I didn't get too far into this book before other priorities took over, but in general, I'd recommend a slow read through anyway. There are a lot of concepts to get through, a lot of processing or practicing you may want to do, so this wouldn't be a book I'd rush through.

There's so much quality information, it's hard to give a solid summary. There's a lot of fantastic advice on not only teaching you how to care more about your own wants and needs without feeling guilty, but also being able to stand up for yourself (and by doing so, also for others) in a calm and respectable way. I really wish I read this book years ago, would've saved myself from many arguments and perhaps even some low self-esteem! This book helps you deal with criticism in a manner that's productive and constructive, so you can better yourself without being manipulated by others trying to put you down.

Many many times I found myself imagining various conversations in the past and now how I'd handle them so much better. It actually makes me excited for how things will go in the future. I know reading a book and real life are two different things, these techniques will take practice to get efficient at, but nevertheless, I'm feeling confident about it.

This book, due to its age, is a bit outdated in terms of gender roles and sexuality. It's not inherently sexist/bigoted in any way, just behind the times. There wasn't anything overt enough to bother me though. I also thought the examples with door-to-door (or "spam callers" for the equivalent nowadays) was a little outdated too. I don't think many salespeople are as persistent nowadays as the examples portray, but nevertheless, they were still beneficial to read!

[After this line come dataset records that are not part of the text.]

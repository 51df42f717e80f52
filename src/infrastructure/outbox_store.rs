use chrono::{DateTime, Utc};
use diesel::prelude::*;
use uuid::Uuid;

use crate::db::DbPool;
use crate::domain::errors::DomainError;
use crate::domain::outbox::{OutboxItem, OutboxStatus};
use crate::domain::ports::OutboxStore;
use crate::schema::outbox_messages;

use super::models::{into_items, NewOutboxRow, OutboxChangeset, OutboxRow};

pub struct DieselOutboxStore {
    pool: DbPool,
}

impl DieselOutboxStore {
    pub fn new(pool: DbPool) -> Self {
        Self { pool }
    }
}

impl OutboxStore for DieselOutboxStore {
    fn enqueue(&self, item: OutboxItem) -> Result<OutboxItem, DomainError> {
        log::debug!(
            "Enqueuing outbox item {} ({}, correlation {})",
            item.id,
            item.message_type,
            item.correlation_id
        );

        let mut conn = self.pool.get()?;
        let row = diesel::insert_into(outbox_messages::table)
            .values(&NewOutboxRow {
                id: item.id,
                message_type: item.message_type,
                payload: item.payload,
                status: OutboxStatus::Pending.as_str().to_string(),
                retry_count: item.retry_count,
                max_retries: item.max_retries,
                created_at: Utc::now(),
                correlation_id: item.correlation_id,
            })
            .returning(OutboxRow::as_returning())
            .get_result(&mut conn)?;

        OutboxItem::try_from(row)
    }

    fn fetch_pending_batch(&self, limit: i64) -> Result<Vec<OutboxItem>, DomainError> {
        let mut conn = self.pool.get()?;

        let rows = outbox_messages::table
            .filter(outbox_messages::status.eq(OutboxStatus::Pending.as_str()))
            .order(outbox_messages::created_at.asc())
            .limit(limit)
            .select(OutboxRow::as_select())
            .load(&mut conn)?;

        into_items(rows)
    }

    fn fetch_due_retry_batch(
        &self,
        now: DateTime<Utc>,
        limit: i64,
    ) -> Result<Vec<OutboxItem>, DomainError> {
        let mut conn = self.pool.get()?;

        let rows = outbox_messages::table
            .filter(outbox_messages::status.eq(OutboxStatus::Retry.as_str()))
            .filter(outbox_messages::next_retry_at.le(now))
            .filter(outbox_messages::retry_count.lt(outbox_messages::max_retries))
            .order(outbox_messages::next_retry_at.asc())
            .limit(limit)
            .select(OutboxRow::as_select())
            .load(&mut conn)?;

        into_items(rows)
    }

    fn claim(
        &self,
        id: Uuid,
        instance_id: &str,
        now: DateTime<Utc>,
    ) -> Result<Option<OutboxItem>, DomainError> {
        let mut conn = self.pool.get()?;

        // Same predicates as the pending and due-retry fetches.
        let claimable = outbox_messages::status
            .eq(OutboxStatus::Pending.as_str())
            .or(outbox_messages::status
                .eq(OutboxStatus::Retry.as_str())
                .and(outbox_messages::next_retry_at.le(now))
                .and(outbox_messages::retry_count.lt(outbox_messages::max_retries)));
        let row = diesel::update(
            outbox_messages::table
                .filter(outbox_messages::id.eq(id))
                .filter(claimable),
        )
        .set((
            outbox_messages::status.eq(OutboxStatus::Processing.as_str()),
            outbox_messages::claimed_by.eq(instance_id),
            outbox_messages::claimed_at.eq(now),
        ))
        .returning(OutboxRow::as_returning())
        .get_result(&mut conn)
        .optional()?;

        row.map(OutboxItem::try_from).transpose()
    }

    fn update(&self, item: &OutboxItem) -> Result<(), DomainError> {
        log::debug!("Updating outbox item {} to {}", item.id, item.status);

        let mut conn = self.pool.get()?;
        let updated = diesel::update(outbox_messages::table.find(item.id))
            .set(&OutboxChangeset::from(item))
            .execute(&mut conn)?;

        if updated == 0 {
            return Err(DomainError::NotFound);
        }
        Ok(())
    }

    fn count_pending(&self, now: DateTime<Utc>) -> Result<i64, DomainError> {
        let mut conn = self.pool.get()?;

        let count = outbox_messages::table
            .filter(
                outbox_messages::status.eq(OutboxStatus::Pending.as_str()).or(outbox_messages::status
                    .eq(OutboxStatus::Retry.as_str())
                    .and(outbox_messages::next_retry_at.le(now))),
            )
            .count()
            .get_result(&mut conn)?;

        Ok(count)
    }

    fn find_by_correlation_id(&self, correlation_id: &str) -> Result<Vec<OutboxItem>, DomainError> {
        let mut conn = self.pool.get()?;

        let rows = outbox_messages::table
            .filter(outbox_messages::correlation_id.eq(correlation_id))
            .order(outbox_messages::created_at.asc())
            .select(OutboxRow::as_select())
            .load(&mut conn)?;

        into_items(rows)
    }

    fn purge_completed_older_than(&self, cutoff: DateTime<Utc>) -> Result<usize, DomainError> {
        let mut conn = self.pool.get()?;

        let deleted = diesel::delete(
            outbox_messages::table
                .filter(outbox_messages::status.eq(OutboxStatus::Completed.as_str()))
                .filter(outbox_messages::processed_at.lt(cutoff)),
        )
        .execute(&mut conn)?;

        Ok(deleted)
    }
}

#[cfg(test)]
mod tests {
    use chrono::{Duration, Utc};
    use uuid::Uuid;

    use super::DieselOutboxStore;
    use crate::domain::outbox::{BulkOrderSubmission, OutboxItem, OutboxMessage, OutboxStatus};
    use crate::domain::ports::OutboxStore;
    use crate::infrastructure::test_db::setup_db;

    fn bulk_item(correlation_id: &str) -> OutboxItem {
        let message = OutboxMessage::BulkOrderSubmission(BulkOrderSubmission {
            reseller_id: Uuid::new_v4(),
            order_ids: vec![Uuid::new_v4()],
            enqueued_at: Utc::now(),
        });
        OutboxItem::new(&message, correlation_id, 3).unwrap()
    }

    #[tokio::test]
    async fn enqueue_forces_pending_and_keeps_payload() {
        let (_container, pool) = setup_db().await;
        let store = DieselOutboxStore::new(pool);
        let mut item = bulk_item("corr-1");
        item.status = OutboxStatus::Completed;

        let stored = store.enqueue(item.clone()).unwrap();

        assert_eq!(stored.status, OutboxStatus::Pending);
        assert_eq!(stored.payload, item.payload);
        assert_eq!(stored.max_retries, 3);
        assert_eq!(store.fetch_pending_batch(10).unwrap().len(), 1);
    }

    #[tokio::test]
    async fn pending_batch_is_ordered_and_limited() {
        let (_container, pool) = setup_db().await;
        let store = DieselOutboxStore::new(pool);
        let ids: Vec<Uuid> = (0..3)
            .map(|n| store.enqueue(bulk_item(&format!("c{n}"))).unwrap().id)
            .collect();

        let batch = store.fetch_pending_batch(2).unwrap();

        assert_eq!(batch.iter().map(|i| i.id).collect::<Vec<_>>(), ids[..2].to_vec());
    }

    #[tokio::test]
    async fn claim_succeeds_once() {
        let (_container, pool) = setup_db().await;
        let store = DieselOutboxStore::new(pool);
        let item = store.enqueue(bulk_item("corr")).unwrap();

        let first = store.claim(item.id, "worker-a", Utc::now()).unwrap();
        let second = store.claim(item.id, "worker-b", Utc::now()).unwrap();

        let claimed = first.expect("first claim wins");
        assert_eq!(claimed.status, OutboxStatus::Processing);
        assert_eq!(claimed.claimed_by.as_deref(), Some("worker-a"));
        assert!(second.is_none());
        assert!(store.fetch_pending_batch(10).unwrap().is_empty());
    }

    #[tokio::test]
    async fn retry_item_cannot_be_claimed_before_it_is_due() {
        let (_container, pool) = setup_db().await;
        let store = DieselOutboxStore::new(pool);
        let item = store.enqueue(bulk_item("corr")).unwrap();
        let now = Utc::now();
        let mut claimed = store.claim(item.id, "worker-a", now).unwrap().unwrap();
        claimed.record_failure(now, "upstream unavailable", false);
        store.update(&claimed).unwrap();

        assert!(store.claim(item.id, "worker-b", now).unwrap().is_none());
        let stored = store.find_by_correlation_id("corr").unwrap();
        assert_eq!(stored[0].status, OutboxStatus::Retry);
        assert_eq!(stored[0].claimed_by.as_deref(), Some("worker-a"));

        let due = now + Duration::minutes(3);
        assert!(store.claim(item.id, "worker-b", due).unwrap().is_some());
    }

    #[tokio::test]
    async fn retry_lifecycle_through_store() {
        let (_container, pool) = setup_db().await;
        let store = DieselOutboxStore::new(pool);
        let item = store.enqueue(bulk_item("corr")).unwrap();
        let now = Utc::now();

        let mut claimed = store.claim(item.id, "w", now).unwrap().unwrap();
        claimed.record_failure(now, "upstream unavailable", false);
        store.update(&claimed).unwrap();

        assert!(store.fetch_due_retry_batch(now, 10).unwrap().is_empty());
        assert_eq!(store.count_pending(now).unwrap(), 0);

        let later = now + Duration::minutes(3);
        let due = store.fetch_due_retry_batch(later, 10).unwrap();
        assert_eq!(due.len(), 1);
        assert_eq!(due[0].retry_count, 1);
        assert_eq!(due[0].error_message.as_deref(), Some("upstream unavailable"));
        assert_eq!(store.count_pending(later).unwrap(), 1);

        let mut reclaimed = store.claim(item.id, "w", later).unwrap().unwrap();
        reclaimed.mark_completed(later);
        store.update(&reclaimed).unwrap();

        let stored = store.find_by_correlation_id("corr").unwrap();
        assert_eq!(stored[0].status, OutboxStatus::Completed);
        assert!(stored[0].next_retry_at.is_none());
        assert!(stored[0].error_message.is_none());
        assert!(stored[0].processed_at.is_some());
    }

    #[tokio::test]
    async fn correlation_lookup_excludes_other_ids() {
        let (_container, pool) = setup_db().await;
        let store = DieselOutboxStore::new(pool);
        let a = store.enqueue(bulk_item("shared")).unwrap();
        store.enqueue(bulk_item("other")).unwrap();
        let b = store.enqueue(bulk_item("shared")).unwrap();

        let found = store.find_by_correlation_id("shared").unwrap();

        assert_eq!(found.iter().map(|i| i.id).collect::<Vec<_>>(), vec![a.id, b.id]);
    }

    #[tokio::test]
    async fn purge_deletes_old_completed_items_only() {
        let (_container, pool) = setup_db().await;
        let store = DieselOutboxStore::new(pool);
        let now = Utc::now();
        let old = store.enqueue(bulk_item("old")).unwrap();
        let fresh = store.enqueue(bulk_item("fresh")).unwrap();
        store.enqueue(bulk_item("pending")).unwrap();

        let mut old = store.claim(old.id, "w", now).unwrap().unwrap();
        old.mark_completed(now - Duration::days(30));
        store.update(&old).unwrap();
        let mut fresh = store.claim(fresh.id, "w", now).unwrap().unwrap();
        fresh.mark_completed(now);
        store.update(&fresh).unwrap();

        let purged = store.purge_completed_older_than(now - Duration::days(7)).unwrap();

        assert_eq!(purged, 1);
        assert!(store.find_by_correlation_id("old").unwrap().is_empty());
        assert_eq!(store.find_by_correlation_id("fresh").unwrap().len(), 1);
        assert_eq!(store.find_by_correlation_id("pending").unwrap().len(), 1);
    }
}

I do really want to give a massive shout out to whoever organized this book though. The first page lists your ten assertive rights, as a good summary/reminder. The table of contents is amazing, giving an actual summary of what each chapter contains/addresses, AND there is a table of contents for the dialogue examples (of which there are many!). Can all self-help books do this please? XD

I really really love all the dialogue examples (both artificial and real!). There is quite a variety of situations and lengths. I also appreciated hearing about people's thoughts after they practiced, how most of them were nervous about being assertive. I really liked the author's response to it:

I assured [the student] that most learners still feel a bit nervous on their first assertive success because, up until then, they have a history of failure and still anticipate some trouble, no matter how much they practice outside of the real situation. With repeated successful exposures to conflict between people, there is no anticipation of a disaster, and consequently no anxiety.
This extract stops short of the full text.